Hello fans and lovers,

Forgive me if this week’s installment of my weekly advice nonsense is more rambling and less coherent than normal. I had food poisoning a few days ago and have not been able to eat or sleep and I have made a mess of at least one public restroom. Basically, I now know what its like to live as Rich Karski for a week, except sober.  Moral of the story, oysters are the devil, except that I am the devil. I told you, I haven’t been sleeping.


Todays first fuckface is @maryjayee.  She asks, “What to do… #cantsleep?”


Editors Note: I image searched pictures of food poisoning but the only thing that came up was pictures of Katy Perry.

Editors Note: I image searched pictures of food poisoning but the only thing that came up was pictures of Katy Perry.

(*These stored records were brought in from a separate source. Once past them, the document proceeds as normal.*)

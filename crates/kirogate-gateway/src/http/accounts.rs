use axum::{extract::State, Json};
use serde_json::Value;
use std::sync::Arc;

use crate::app::AppState;

/// GET /v1/accounts/status — credential health, refresh tokens masked.
pub async fn accounts_status(State(state): State<Arc<AppState>>) -> Json<Value> {
    Json(state.auth.status().await)
}
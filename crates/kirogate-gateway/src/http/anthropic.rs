//! Anthropic Messages-compatible /v1/messages endpoint.
//!
//! The upstream event vocabulary does not map one-to-one onto Anthropic's
//! delta grammar; this emitter produces the pragmatic subset real clients
//! consume: message_start, text deltas, one tool_use block per call, a
//! final message_delta with stop_reason and usage, and message_stop.

use axum::{
    extract::{rejection::JsonRejection, State},
    http::StatusCode,
    response::{
        sse::{Event, KeepAlive, Sse},
        IntoResponse, Response,
    },
    Json,
};
use kirogate_core::{models::resolve_model, GatewayError};
use kirogate_upstream::message::{
    Block, Content, ImageData, Role, ToolCall, ToolResult, UnifiedMessage,
};
use kirogate_upstream::parser::ParsedToolCall;
use kirogate_upstream::tools::UnifiedTool;
use serde::Deserialize;
use serde_json::{json, Value};
use std::sync::Arc;
use tracing::info;

use crate::app::AppState;
use crate::orchestrator::{self, estimate_tokens, Collected, GatewayEvent};

pub async fn messages(
    State(state): State<Arc<AppState>>,
    body: Result<Json<AnthropicRequest>, JsonRejection>,
) -> Response {
    let Json(req) = match body {
        Ok(body) => body,
        Err(rejection) => {
            return error_response(
                StatusCode::UNPROCESSABLE_ENTITY,
                "invalid_request_error",
                &rejection.to_string(),
            );
        }
    };

    info!(model = %req.model, stream = req.stream, "anthropic messages request");

    let (messages, system, tools) = match lower_request(&req) {
        Ok(parts) => parts,
        Err(e) => return gateway_error_response(&e),
    };
    let prompt_tokens = estimate_tokens(
        &messages
            .iter()
            .map(UnifiedMessage::text)
            .collect::<Vec<_>>()
            .join("\n"),
    );

    let payload =
        match orchestrator::prepare_payload(&state, &req.model, messages, &system, &tools).await {
            Ok(p) => p,
            Err(e) => return gateway_error_response(&e),
        };

    let upstream = match orchestrator::send_chat(&state, &payload, req.stream).await {
        Ok(resp) => resp,
        Err(e) => return gateway_error_response(&e),
    };

    // Simulated reasoning is an OpenAI-side feature; Anthropic clients get
    // the raw text, thinking tags included.
    if req.stream {
        stream_response(&state, upstream, req.model.clone(), prompt_tokens).into_response()
    } else {
        let collected =
            orchestrator::collect(upstream, Arc::clone(&state.truncation), false).await;
        (
            StatusCode::OK,
            Json(message_response(&req, &collected, prompt_tokens)),
        )
            .into_response()
    }
}

// ── request lowering ─────────────────────────────────────────────────────

type LoweredRequest = (Vec<UnifiedMessage>, String, Vec<UnifiedTool>);

fn lower_request(req: &AnthropicRequest) -> Result<LoweredRequest, GatewayError> {
    if req.messages.is_empty() {
        return Err(GatewayError::NoMessages);
    }

    let system = match &req.system {
        None => String::new(),
        Some(Value::String(text)) => text.clone(),
        Some(Value::Array(blocks)) => blocks
            .iter()
            .filter_map(|b| b.get("text").and_then(Value::as_str))
            .collect::<Vec<_>>()
            .join("\n\n"),
        Some(_) => String::new(),
    };

    let messages = req.messages.iter().map(lower_message).collect();

    let tools = req
        .tools
        .as_deref()
        .unwrap_or_default()
        .iter()
        .map(|t| UnifiedTool {
            name: t.name.clone(),
            description: t.description.clone().unwrap_or_default(),
            input_schema: t
                .input_schema
                .clone()
                .unwrap_or_else(|| json!({"type": "object", "properties": {}})),
        })
        .collect();

    Ok((messages, system, tools))
}

fn lower_message(wire: &AnthropicMessage) -> UnifiedMessage {
    let mut msg = UnifiedMessage::new(Role::from_wire(&wire.role));

    match &wire.content {
        Value::String(text) => {
            msg.content = Some(Content::Text(text.clone()));
        }
        Value::Array(blocks) => {
            let mut text_blocks: Vec<Block> = Vec::new();
            let mut tool_calls: Vec<ToolCall> = Vec::new();
            let mut tool_results: Vec<ToolResult> = Vec::new();
            let mut images: Vec<ImageData> = Vec::new();

            for block in blocks {
                match block.get("type").and_then(Value::as_str) {
                    Some("text") => {
                        if let Some(text) = block.get("text").and_then(Value::as_str) {
                            text_blocks.push(Block::Text {
                                text: text.to_string(),
                            });
                        }
                    }
                    Some("image") => {
                        let source = block.get("source");
                        let media_type = source
                            .and_then(|s| s.get("media_type"))
                            .and_then(Value::as_str)
                            .unwrap_or("image/png");
                        let data = source
                            .and_then(|s| s.get("data"))
                            .and_then(Value::as_str)
                            .unwrap_or_default();
                        images.push(ImageData {
                            media_type: media_type.to_string(),
                            data: data.to_string(),
                        });
                    }
                    Some("tool_use") => {
                        let input = block.get("input").cloned().unwrap_or_else(|| json!({}));
                        tool_calls.push(ToolCall {
                            id: block
                                .get("id")
                                .and_then(Value::as_str)
                                .unwrap_or_default()
                                .to_string(),
                            name: block
                                .get("name")
                                .and_then(Value::as_str)
                                .unwrap_or_default()
                                .to_string(),
                            arguments: input.to_string(),
                        });
                    }
                    Some("tool_result") => {
                        tool_results.push(ToolResult {
                            tool_use_id: block
                                .get("tool_use_id")
                                .and_then(Value::as_str)
                                .unwrap_or_default()
                                .to_string(),
                            content: tool_result_text(block.get("content")),
                        });
                    }
                    _ => {}
                }
            }

            if !text_blocks.is_empty() {
                msg.content = Some(Content::Blocks(text_blocks));
            }
            if !tool_calls.is_empty() {
                msg.tool_calls = Some(tool_calls);
            }
            if !tool_results.is_empty() {
                msg.tool_results = Some(tool_results);
            }
            if !images.is_empty() {
                msg.images = Some(images);
            }
        }
        _ => {}
    }

    msg
}

/// Tool-result content may be a plain string or a list of text blocks.
fn tool_result_text(content: Option<&Value>) -> String {
    match content {
        None => String::new(),
        Some(Value::String(text)) => text.clone(),
        Some(Value::Array(blocks)) => blocks
            .iter()
            .filter_map(|b| b.get("text").and_then(Value::as_str))
            .collect::<Vec<_>>()
            .join("\n"),
        Some(other) => other.to_string(),
    }
}

// ── response shaping ─────────────────────────────────────────────────────

fn message_id() -> String {
    format!("msg_{}", uuid::Uuid::new_v4().simple())
}

fn tool_use_block(call: &ParsedToolCall) -> Value {
    json!({
        "type": "tool_use",
        "id": call.id,
        "name": call.name,
        "input": serde_json::from_str::<Value>(&call.arguments).unwrap_or_else(|_| json!({})),
    })
}

fn message_response(req: &AnthropicRequest, collected: &Collected, prompt_tokens: u32) -> Value {
    let mut content = vec![json!({"type": "text", "text": collected.content})];
    content.extend(collected.tool_calls.iter().map(tool_use_block));

    let stop_reason = if collected.tool_calls.is_empty() {
        "end_turn"
    } else {
        "tool_use"
    };

    json!({
        "id": message_id(),
        "type": "message",
        "role": "assistant",
        "model": resolve_model(&req.model),
        "content": content,
        "stop_reason": stop_reason,
        "stop_sequence": null,
        "usage": {
            "input_tokens": prompt_tokens,
            "output_tokens": estimate_tokens(&collected.content),
        },
    })
}

fn stream_response(
    state: &AppState,
    upstream: reqwest::Response,
    model: String,
    prompt_tokens: u32,
) -> Sse<impl futures_util::Stream<Item = Result<Event, std::convert::Infallible>>> {
    let mut rx = orchestrator::stream_events(upstream, Arc::clone(&state.truncation), false);
    let id = message_id();

    let stream = async_stream::stream! {
        let start = json!({
            "type": "message_start",
            "message": {
                "id": id,
                "type": "message",
                "role": "assistant",
                "model": resolve_model(&model),
                "content": [],
                "stop_reason": null,
                "usage": {"input_tokens": prompt_tokens, "output_tokens": 0},
            },
        });
        yield sse_event("message_start", &start);
        yield sse_event(
            "content_block_start",
            &json!({
                "type": "content_block_start",
                "index": 0,
                "content_block": {"type": "text", "text": ""},
            }),
        );

        let mut output_chars = 0usize;
        let mut block_index = 0usize;
        let mut stop_reason = "end_turn";

        while let Some(event) = rx.recv().await {
            match event {
                GatewayEvent::Content(text) => {
                    output_chars += text.chars().count();
                    yield sse_event(
                        "content_block_delta",
                        &json!({
                            "type": "content_block_delta",
                            "index": 0,
                            "delta": {"type": "text_delta", "text": text},
                        }),
                    );
                }
                GatewayEvent::ToolCalls(calls) => {
                    stop_reason = "tool_use";
                    yield sse_event(
                        "content_block_stop",
                        &json!({"type": "content_block_stop", "index": 0}),
                    );
                    for call in &calls {
                        block_index += 1;
                        yield sse_event(
                            "content_block_start",
                            &json!({
                                "type": "content_block_start",
                                "index": block_index,
                                "content_block": {
                                    "type": "tool_use",
                                    "id": call.id,
                                    "name": call.name,
                                    "input": {},
                                },
                            }),
                        );
                        yield sse_event(
                            "content_block_delta",
                            &json!({
                                "type": "content_block_delta",
                                "index": block_index,
                                "delta": {
                                    "type": "input_json_delta",
                                    "partial_json": call.arguments,
                                },
                            }),
                        );
                        yield sse_event(
                            "content_block_stop",
                            &json!({"type": "content_block_stop", "index": block_index}),
                        );
                    }
                }
                GatewayEvent::Done => {
                    if block_index == 0 {
                        yield sse_event(
                            "content_block_stop",
                            &json!({"type": "content_block_stop", "index": 0}),
                        );
                    }
                    yield sse_event(
                        "message_delta",
                        &json!({
                            "type": "message_delta",
                            "delta": {"stop_reason": stop_reason, "stop_sequence": null},
                            "usage": {"output_tokens": (output_chars / 4).max(1)},
                        }),
                    );
                    yield sse_event("message_stop", &json!({"type": "message_stop"}));
                }
                GatewayEvent::Error(message) => {
                    yield sse_event(
                        "error",
                        &json!({
                            "type": "error",
                            "error": {"type": "api_error", "message": message},
                        }),
                    );
                }
                GatewayEvent::Reasoning(_)
                | GatewayEvent::Usage(_)
                | GatewayEvent::ContextUsage(_) => {}
            }
        }
    };

    Sse::new(stream).keep_alive(KeepAlive::default())
}

fn sse_event(name: &str, data: &Value) -> Result<Event, std::convert::Infallible> {
    Ok(Event::default().event(name).data(data.to_string()))
}

// ── error envelope ───────────────────────────────────────────────────────

fn error_response(status: StatusCode, error_type: &str, message: &str) -> Response {
    (
        status,
        Json(json!({
            "type": "error",
            "error": {"type": error_type, "message": message},
        })),
    )
        .into_response()
}

pub fn gateway_error_response(err: &GatewayError) -> Response {
    let status =
        StatusCode::from_u16(err.http_status()).unwrap_or(StatusCode::INTERNAL_SERVER_ERROR);
    let error_type = match status.as_u16() {
        401 | 403 => "authentication_error",
        429 => "rate_limit_error",
        400..=499 => "invalid_request_error",
        529 => "overloaded_error",
        _ => "api_error",
    };
    error_response(status, error_type, &err.to_string())
}

// ── wire types ───────────────────────────────────────────────────────────

#[derive(Deserialize)]
pub struct AnthropicRequest {
    pub model: String,
    #[serde(default)]
    pub system: Option<Value>,
    pub messages: Vec<AnthropicMessage>,
    #[serde(default)]
    pub stream: bool,
    #[serde(default)]
    pub tools: Option<Vec<AnthropicTool>>,
}

#[derive(Deserialize)]
pub struct AnthropicMessage {
    pub role: String,
    pub content: Value,
}

#[derive(Deserialize)]
pub struct AnthropicTool {
    pub name: String,
    #[serde(default)]
    pub description: Option<String>,
    #[serde(default)]
    pub input_schema: Option<Value>,
}
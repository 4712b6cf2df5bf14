//! Serde shapes for the upstream chat payload.

use serde::Serialize;
use serde_json::Value;

#[derive(Debug, Clone, Serialize)]
#[serde(rename_all = "camelCase")]
pub struct UpstreamPayload {
    pub conversation_state: ConversationState,
    #[serde(skip_serializing_if = "Option::is_none")]
    pub profile_arn: Option<String>,
}

#[derive(Debug, Clone, Serialize)]
#[serde(rename_all = "camelCase")]
pub struct ConversationState {
    pub chat_trigger_type: String,
    pub conversation_id: String,
    pub history: Vec<HistoryRecord>,
    pub current_message: CurrentMessage,
}

#[derive(Debug, Clone, Serialize)]
#[serde(untagged)]
pub enum HistoryRecord {
    User(UserEntry),
    Assistant(AssistantEntry),
}

#[derive(Debug, Clone, Serialize)]
#[serde(rename_all = "camelCase")]
pub struct UserEntry {
    pub user_input_message: UserInputMessage,
}

#[derive(Debug, Clone, Serialize)]
#[serde(rename_all = "camelCase")]
pub struct AssistantEntry {
    pub assistant_response_message: AssistantResponseMessage,
}

#[derive(Debug, Clone, Serialize)]
#[serde(rename_all = "camelCase")]
pub struct CurrentMessage {
    pub user_input_message: UserInputMessage,
}

#[derive(Debug, Clone, Serialize)]
#[serde(rename_all = "camelCase")]
pub struct UserInputMessage {
    pub content: String,
    pub model_id: String,
    pub origin: String,
    /// Images ride on the user record itself, never inside the context.
    #[serde(skip_serializing_if = "Option::is_none")]
    pub images: Option<Vec<ImagePayload>>,
    #[serde(skip_serializing_if = "Option::is_none")]
    pub user_input_message_context: Option<UserInputMessageContext>,
}

#[derive(Debug, Clone, Serialize)]
#[serde(rename_all = "camelCase")]
pub struct UserInputMessageContext {
    #[serde(skip_serializing_if = "Option::is_none")]
    pub tools: Option<Vec<Value>>,
    #[serde(skip_serializing_if = "Option::is_none")]
    pub tool_results: Option<Vec<Value>>,
}

#[derive(Debug, Clone, Serialize)]
#[serde(rename_all = "camelCase")]
pub struct AssistantResponseMessage {
    pub content: String,
    #[serde(skip_serializing_if = "Option::is_none")]
    pub tool_uses: Option<Vec<Value>>,
}

#[derive(Debug, Clone, Serialize)]
pub struct ImagePayload {
    /// Media-type subtype, e.g. `png`.
    pub format: String,
    pub source: ImageSource,
}

#[derive(Debug, Clone, Serialize)]
pub struct ImageSource {
    pub bytes: String,
}

impl UserInputMessage {
    pub fn new(content: String, model_id: String) -> Self {
        Self {
            content,
            model_id,
            origin: "AI_EDITOR".to_string(),
            images: None,
            user_input_message_context: None,
        }
    }
}

#[cfg(test)]
mod tests {
    use super::*;

    #[test]
    fn user_entry_serializes_camel_case() {
        let entry = HistoryRecord::User(UserEntry {
            user_input_message: UserInputMessage::new("hi".into(), "MODEL_X".into()),
        });
        let json = serde_json::to_string(&entry).unwrap();
        assert!(json.contains(r#""userInputMessage""#));
        assert!(json.contains(r#""modelId":"MODEL_X""#));
        assert!(json.contains(r#""origin":"AI_EDITOR""#));
        // absent optionals must not serialize
        assert!(!json.contains("images"));
        assert!(!json.contains("userInputMessageContext"));
    }

    #[test]
    fn assistant_entry_serializes_tool_uses() {
        let entry = HistoryRecord::Assistant(AssistantEntry {
            assistant_response_message: AssistantResponseMessage {
                content: "done".into(),
                tool_uses: Some(vec![serde_json::json!({
                    "toolUseId": "t1", "name": "f", "input": {}
                })]),
            },
        });
        let json = serde_json::to_string(&entry).unwrap();
        assert!(json.contains(r#""assistantResponseMessage""#));
        assert!(json.contains(r#""toolUses""#));
    }

    #[test]
    fn image_payload_shape() {
        let image = ImagePayload {
            format: "png".into(),
            source: ImageSource {
                bytes: "AAAA".into(),
            },
        };
        let json = serde_json::to_string(&image).unwrap();
        assert_eq!(json, r#"{"format":"png","source":{"bytes":"AAAA"}}"#);
    }
}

Well Mary, what I have been doing recently when I’ve been suffering from insomnia, is lying awake in bed and willing myself not to vomit. Have you tried doing that? I’ve found that really focusing on keeping the poison down in my belly really distracts from the muscle aches I’ve been feeling all over the rest of my body. Have you tried doing that yet? You really should because if you can pull it off, eventually what ever primordial scum that some line cook didn’t wash off his hands will reach a point of no return and you will no longer be able to puke it up if you wanted to.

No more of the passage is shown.